= Task objective =
Retype, without alteration, each line from the line containing "pub fn kind(&self)" to the final line of the records.

(Saved entries)
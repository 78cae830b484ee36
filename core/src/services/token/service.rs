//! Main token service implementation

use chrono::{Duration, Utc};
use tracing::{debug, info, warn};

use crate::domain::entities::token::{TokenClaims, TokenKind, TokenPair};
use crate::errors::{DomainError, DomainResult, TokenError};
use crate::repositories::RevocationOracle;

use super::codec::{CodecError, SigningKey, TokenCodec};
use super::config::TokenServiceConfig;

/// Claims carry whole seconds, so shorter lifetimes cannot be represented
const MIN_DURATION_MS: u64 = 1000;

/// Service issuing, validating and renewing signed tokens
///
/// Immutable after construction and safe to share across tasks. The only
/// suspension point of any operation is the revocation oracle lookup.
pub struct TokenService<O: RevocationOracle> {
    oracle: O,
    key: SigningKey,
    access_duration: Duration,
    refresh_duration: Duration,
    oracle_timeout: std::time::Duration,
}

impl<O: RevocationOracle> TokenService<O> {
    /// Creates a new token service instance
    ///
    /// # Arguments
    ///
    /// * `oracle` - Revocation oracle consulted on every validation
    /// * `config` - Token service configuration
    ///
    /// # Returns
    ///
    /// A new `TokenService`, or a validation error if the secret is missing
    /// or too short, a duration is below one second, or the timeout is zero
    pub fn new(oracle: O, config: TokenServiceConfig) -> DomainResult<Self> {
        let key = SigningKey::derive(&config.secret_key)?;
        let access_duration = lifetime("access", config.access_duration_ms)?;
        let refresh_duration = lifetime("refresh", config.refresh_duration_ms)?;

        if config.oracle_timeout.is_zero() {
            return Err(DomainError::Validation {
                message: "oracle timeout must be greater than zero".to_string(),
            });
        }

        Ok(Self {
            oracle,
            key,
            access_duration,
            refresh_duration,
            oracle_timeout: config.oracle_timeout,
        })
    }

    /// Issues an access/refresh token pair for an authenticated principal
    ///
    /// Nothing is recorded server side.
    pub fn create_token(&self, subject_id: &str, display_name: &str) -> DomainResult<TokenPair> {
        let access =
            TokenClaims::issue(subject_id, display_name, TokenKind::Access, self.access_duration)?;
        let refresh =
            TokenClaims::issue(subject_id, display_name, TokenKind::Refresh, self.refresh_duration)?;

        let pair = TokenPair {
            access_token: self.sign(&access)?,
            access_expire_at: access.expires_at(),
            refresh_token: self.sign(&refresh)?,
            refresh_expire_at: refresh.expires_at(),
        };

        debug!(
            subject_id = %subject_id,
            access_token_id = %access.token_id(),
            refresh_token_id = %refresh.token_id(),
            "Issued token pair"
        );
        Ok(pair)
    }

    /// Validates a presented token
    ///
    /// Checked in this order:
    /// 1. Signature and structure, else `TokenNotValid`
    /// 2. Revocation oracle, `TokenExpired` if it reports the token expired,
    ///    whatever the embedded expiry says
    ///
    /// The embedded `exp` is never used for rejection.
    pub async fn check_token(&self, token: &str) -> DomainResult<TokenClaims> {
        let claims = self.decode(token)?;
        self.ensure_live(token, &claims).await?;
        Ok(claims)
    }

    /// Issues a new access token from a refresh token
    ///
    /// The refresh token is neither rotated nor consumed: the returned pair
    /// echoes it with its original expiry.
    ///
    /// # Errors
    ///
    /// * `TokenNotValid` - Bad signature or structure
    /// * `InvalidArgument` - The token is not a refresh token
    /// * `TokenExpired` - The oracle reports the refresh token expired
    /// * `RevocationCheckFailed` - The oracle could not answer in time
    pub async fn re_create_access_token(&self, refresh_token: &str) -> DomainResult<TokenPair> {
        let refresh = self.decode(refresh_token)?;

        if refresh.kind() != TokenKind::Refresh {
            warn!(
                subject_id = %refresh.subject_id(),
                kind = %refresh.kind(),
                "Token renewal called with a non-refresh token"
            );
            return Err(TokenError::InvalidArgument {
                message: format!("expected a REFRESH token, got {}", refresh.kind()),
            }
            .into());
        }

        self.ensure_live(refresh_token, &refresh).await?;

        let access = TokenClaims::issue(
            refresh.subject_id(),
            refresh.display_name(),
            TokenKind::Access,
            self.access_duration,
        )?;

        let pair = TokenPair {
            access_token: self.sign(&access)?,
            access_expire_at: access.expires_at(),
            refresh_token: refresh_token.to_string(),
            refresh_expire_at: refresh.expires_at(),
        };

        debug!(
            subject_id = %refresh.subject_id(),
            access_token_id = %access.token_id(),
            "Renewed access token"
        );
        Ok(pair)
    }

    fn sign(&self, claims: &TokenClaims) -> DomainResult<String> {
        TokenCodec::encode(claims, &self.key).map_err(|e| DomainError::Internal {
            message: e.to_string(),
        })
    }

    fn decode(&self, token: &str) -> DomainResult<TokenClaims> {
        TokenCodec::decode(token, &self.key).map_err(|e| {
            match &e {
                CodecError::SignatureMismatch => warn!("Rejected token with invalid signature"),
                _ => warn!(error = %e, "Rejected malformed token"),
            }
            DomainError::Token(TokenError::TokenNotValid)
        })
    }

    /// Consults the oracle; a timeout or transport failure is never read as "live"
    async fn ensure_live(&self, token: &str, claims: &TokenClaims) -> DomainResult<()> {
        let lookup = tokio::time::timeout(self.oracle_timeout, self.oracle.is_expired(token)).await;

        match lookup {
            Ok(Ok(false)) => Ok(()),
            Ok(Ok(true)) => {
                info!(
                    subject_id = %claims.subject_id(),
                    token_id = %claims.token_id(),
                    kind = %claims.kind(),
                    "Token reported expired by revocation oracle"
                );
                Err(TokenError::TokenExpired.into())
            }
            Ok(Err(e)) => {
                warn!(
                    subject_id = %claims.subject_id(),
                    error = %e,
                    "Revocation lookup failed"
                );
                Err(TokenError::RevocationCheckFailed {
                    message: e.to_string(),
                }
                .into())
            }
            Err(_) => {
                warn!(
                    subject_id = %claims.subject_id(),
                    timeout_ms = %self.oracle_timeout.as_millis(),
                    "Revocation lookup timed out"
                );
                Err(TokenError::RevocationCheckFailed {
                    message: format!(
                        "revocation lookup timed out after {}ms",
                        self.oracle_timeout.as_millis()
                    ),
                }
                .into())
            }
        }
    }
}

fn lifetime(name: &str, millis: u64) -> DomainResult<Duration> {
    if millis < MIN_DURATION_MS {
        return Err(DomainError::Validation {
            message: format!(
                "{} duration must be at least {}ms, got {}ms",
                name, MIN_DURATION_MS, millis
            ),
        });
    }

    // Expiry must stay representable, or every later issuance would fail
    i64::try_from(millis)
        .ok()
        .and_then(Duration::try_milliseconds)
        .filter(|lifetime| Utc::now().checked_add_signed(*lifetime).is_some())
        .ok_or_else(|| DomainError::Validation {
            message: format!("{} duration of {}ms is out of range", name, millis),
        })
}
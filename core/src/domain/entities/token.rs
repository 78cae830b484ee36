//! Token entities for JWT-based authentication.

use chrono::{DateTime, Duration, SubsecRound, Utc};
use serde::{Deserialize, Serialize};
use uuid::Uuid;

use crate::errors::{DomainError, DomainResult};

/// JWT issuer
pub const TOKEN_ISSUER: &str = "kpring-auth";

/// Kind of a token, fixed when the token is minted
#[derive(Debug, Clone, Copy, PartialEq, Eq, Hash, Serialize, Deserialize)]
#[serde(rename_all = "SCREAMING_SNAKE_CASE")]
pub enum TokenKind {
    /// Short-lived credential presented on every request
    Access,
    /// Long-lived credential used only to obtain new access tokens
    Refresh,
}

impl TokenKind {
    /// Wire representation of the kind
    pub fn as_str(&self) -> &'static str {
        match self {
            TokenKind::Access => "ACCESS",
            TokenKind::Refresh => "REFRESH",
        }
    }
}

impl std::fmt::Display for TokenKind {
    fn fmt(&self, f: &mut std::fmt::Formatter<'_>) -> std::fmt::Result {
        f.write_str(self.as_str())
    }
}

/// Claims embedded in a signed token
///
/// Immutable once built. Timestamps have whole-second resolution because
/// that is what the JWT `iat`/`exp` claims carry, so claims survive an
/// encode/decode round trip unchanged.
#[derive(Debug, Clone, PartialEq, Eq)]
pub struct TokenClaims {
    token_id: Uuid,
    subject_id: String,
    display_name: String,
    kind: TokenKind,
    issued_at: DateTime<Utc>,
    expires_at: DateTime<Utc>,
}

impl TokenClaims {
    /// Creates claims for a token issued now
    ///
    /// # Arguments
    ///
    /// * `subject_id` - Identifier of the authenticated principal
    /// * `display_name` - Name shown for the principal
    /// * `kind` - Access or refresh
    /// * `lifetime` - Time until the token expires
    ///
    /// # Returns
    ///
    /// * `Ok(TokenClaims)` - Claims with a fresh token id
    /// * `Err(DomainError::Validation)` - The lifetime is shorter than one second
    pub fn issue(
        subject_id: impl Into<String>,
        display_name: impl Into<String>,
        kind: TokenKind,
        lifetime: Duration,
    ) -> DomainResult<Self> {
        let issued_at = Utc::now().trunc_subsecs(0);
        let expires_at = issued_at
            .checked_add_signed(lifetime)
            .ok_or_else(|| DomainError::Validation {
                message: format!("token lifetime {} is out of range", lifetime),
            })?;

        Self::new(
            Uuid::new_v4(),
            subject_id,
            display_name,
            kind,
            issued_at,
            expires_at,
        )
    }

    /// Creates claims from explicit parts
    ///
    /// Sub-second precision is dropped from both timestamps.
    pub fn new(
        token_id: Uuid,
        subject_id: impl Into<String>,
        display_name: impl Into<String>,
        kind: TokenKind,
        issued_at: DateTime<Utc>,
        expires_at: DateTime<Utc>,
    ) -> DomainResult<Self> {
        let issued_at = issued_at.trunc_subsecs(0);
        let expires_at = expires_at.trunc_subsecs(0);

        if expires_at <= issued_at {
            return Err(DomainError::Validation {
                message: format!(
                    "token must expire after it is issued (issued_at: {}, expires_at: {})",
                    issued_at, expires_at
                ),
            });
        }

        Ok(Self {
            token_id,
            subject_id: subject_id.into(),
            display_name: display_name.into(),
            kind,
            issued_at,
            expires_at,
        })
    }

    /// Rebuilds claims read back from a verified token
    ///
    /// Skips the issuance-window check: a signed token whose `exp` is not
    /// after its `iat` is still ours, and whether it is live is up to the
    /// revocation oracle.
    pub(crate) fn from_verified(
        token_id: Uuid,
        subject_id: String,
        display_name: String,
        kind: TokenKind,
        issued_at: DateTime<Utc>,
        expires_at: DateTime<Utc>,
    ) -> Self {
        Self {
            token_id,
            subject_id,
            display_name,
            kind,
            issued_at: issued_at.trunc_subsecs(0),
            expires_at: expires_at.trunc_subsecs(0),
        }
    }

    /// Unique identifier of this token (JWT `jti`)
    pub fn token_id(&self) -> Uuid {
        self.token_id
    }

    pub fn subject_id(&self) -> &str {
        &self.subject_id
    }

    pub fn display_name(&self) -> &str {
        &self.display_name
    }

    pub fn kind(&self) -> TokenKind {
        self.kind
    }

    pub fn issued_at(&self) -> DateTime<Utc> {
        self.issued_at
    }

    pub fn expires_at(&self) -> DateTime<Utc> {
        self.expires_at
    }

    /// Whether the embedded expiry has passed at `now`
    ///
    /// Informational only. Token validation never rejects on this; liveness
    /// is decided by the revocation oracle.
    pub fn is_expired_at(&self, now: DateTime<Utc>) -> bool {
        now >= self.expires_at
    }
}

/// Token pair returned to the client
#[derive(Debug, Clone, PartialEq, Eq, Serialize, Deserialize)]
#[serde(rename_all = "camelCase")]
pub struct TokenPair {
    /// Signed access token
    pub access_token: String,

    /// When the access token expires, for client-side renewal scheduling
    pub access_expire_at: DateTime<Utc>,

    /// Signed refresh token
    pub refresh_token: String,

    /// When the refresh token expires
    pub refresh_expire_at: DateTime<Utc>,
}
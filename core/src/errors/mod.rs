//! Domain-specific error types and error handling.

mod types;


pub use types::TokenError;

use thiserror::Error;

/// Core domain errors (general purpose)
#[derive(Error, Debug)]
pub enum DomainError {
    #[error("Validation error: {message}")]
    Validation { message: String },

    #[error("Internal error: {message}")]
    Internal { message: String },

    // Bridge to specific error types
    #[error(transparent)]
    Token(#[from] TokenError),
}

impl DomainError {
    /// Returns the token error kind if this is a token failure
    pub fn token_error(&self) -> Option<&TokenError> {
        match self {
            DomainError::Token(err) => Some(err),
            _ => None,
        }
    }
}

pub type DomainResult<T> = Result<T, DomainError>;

= Answer section =
    pub fn kind(&self) -> TokenKind {
        self.kind
    }

    pub fn issued_at(&self) -> DateTime<Utc> {
        self.issued_at
    }

    pub fn expires_at(&self) -> DateTime<Utc> {
        self.expires_at
    }

    /// Whether the embedded expiry has passed at `now`
    ///
    /// Informational only. Token validation never rejects on this; liveness
    /// is decided by the revocation oracle.
    pub fn is_expired_at(&self, now: DateTime<Utc>) -> bool {
        now >= self.expires_at
    }
}

/// Token pair returned to the client
#[derive(Debug, Clone, PartialEq, Eq, Serialize, Deserialize)]
#[serde(rename_all = "camelCase")]
pub struct TokenPair {
    /// Signed access token
    pub access_token: String,

    /// When the access token expires, for client-side renewal scheduling
    pub access_expire_at: DateTime<Utc>,

    /// Signed refresh token
    pub refresh_token: String,

    /// When the refresh token expires
    pub refresh_expire_at: DateTime<Utc>,
}
filename core/src/errors/mod.rs
//! Domain-specific error types and error handling.

mod types;


pub use types::TokenError;

use thiserror::Error;

/// Core domain errors (general purpose)
#[derive(Error, Debug)]
pub enum DomainError {
    #[error("Validation error: {message}")]
    Validation { message: String },

    #[error("Internal error: {message}")]
    Internal { message: String },

    // Bridge to specific error types
    #[error(transparent)]
    Token(#[from] TokenError),
}

impl DomainError {
    /// Returns the token error kind if this is a token failure
    pub fn token_error(&self) -> Option<&TokenError> {
        match self {
            DomainError::Token(err) => Some(err),
            _ => None,
        }
    }
}

pub type DomainResult<T> = Result<T, DomainError>;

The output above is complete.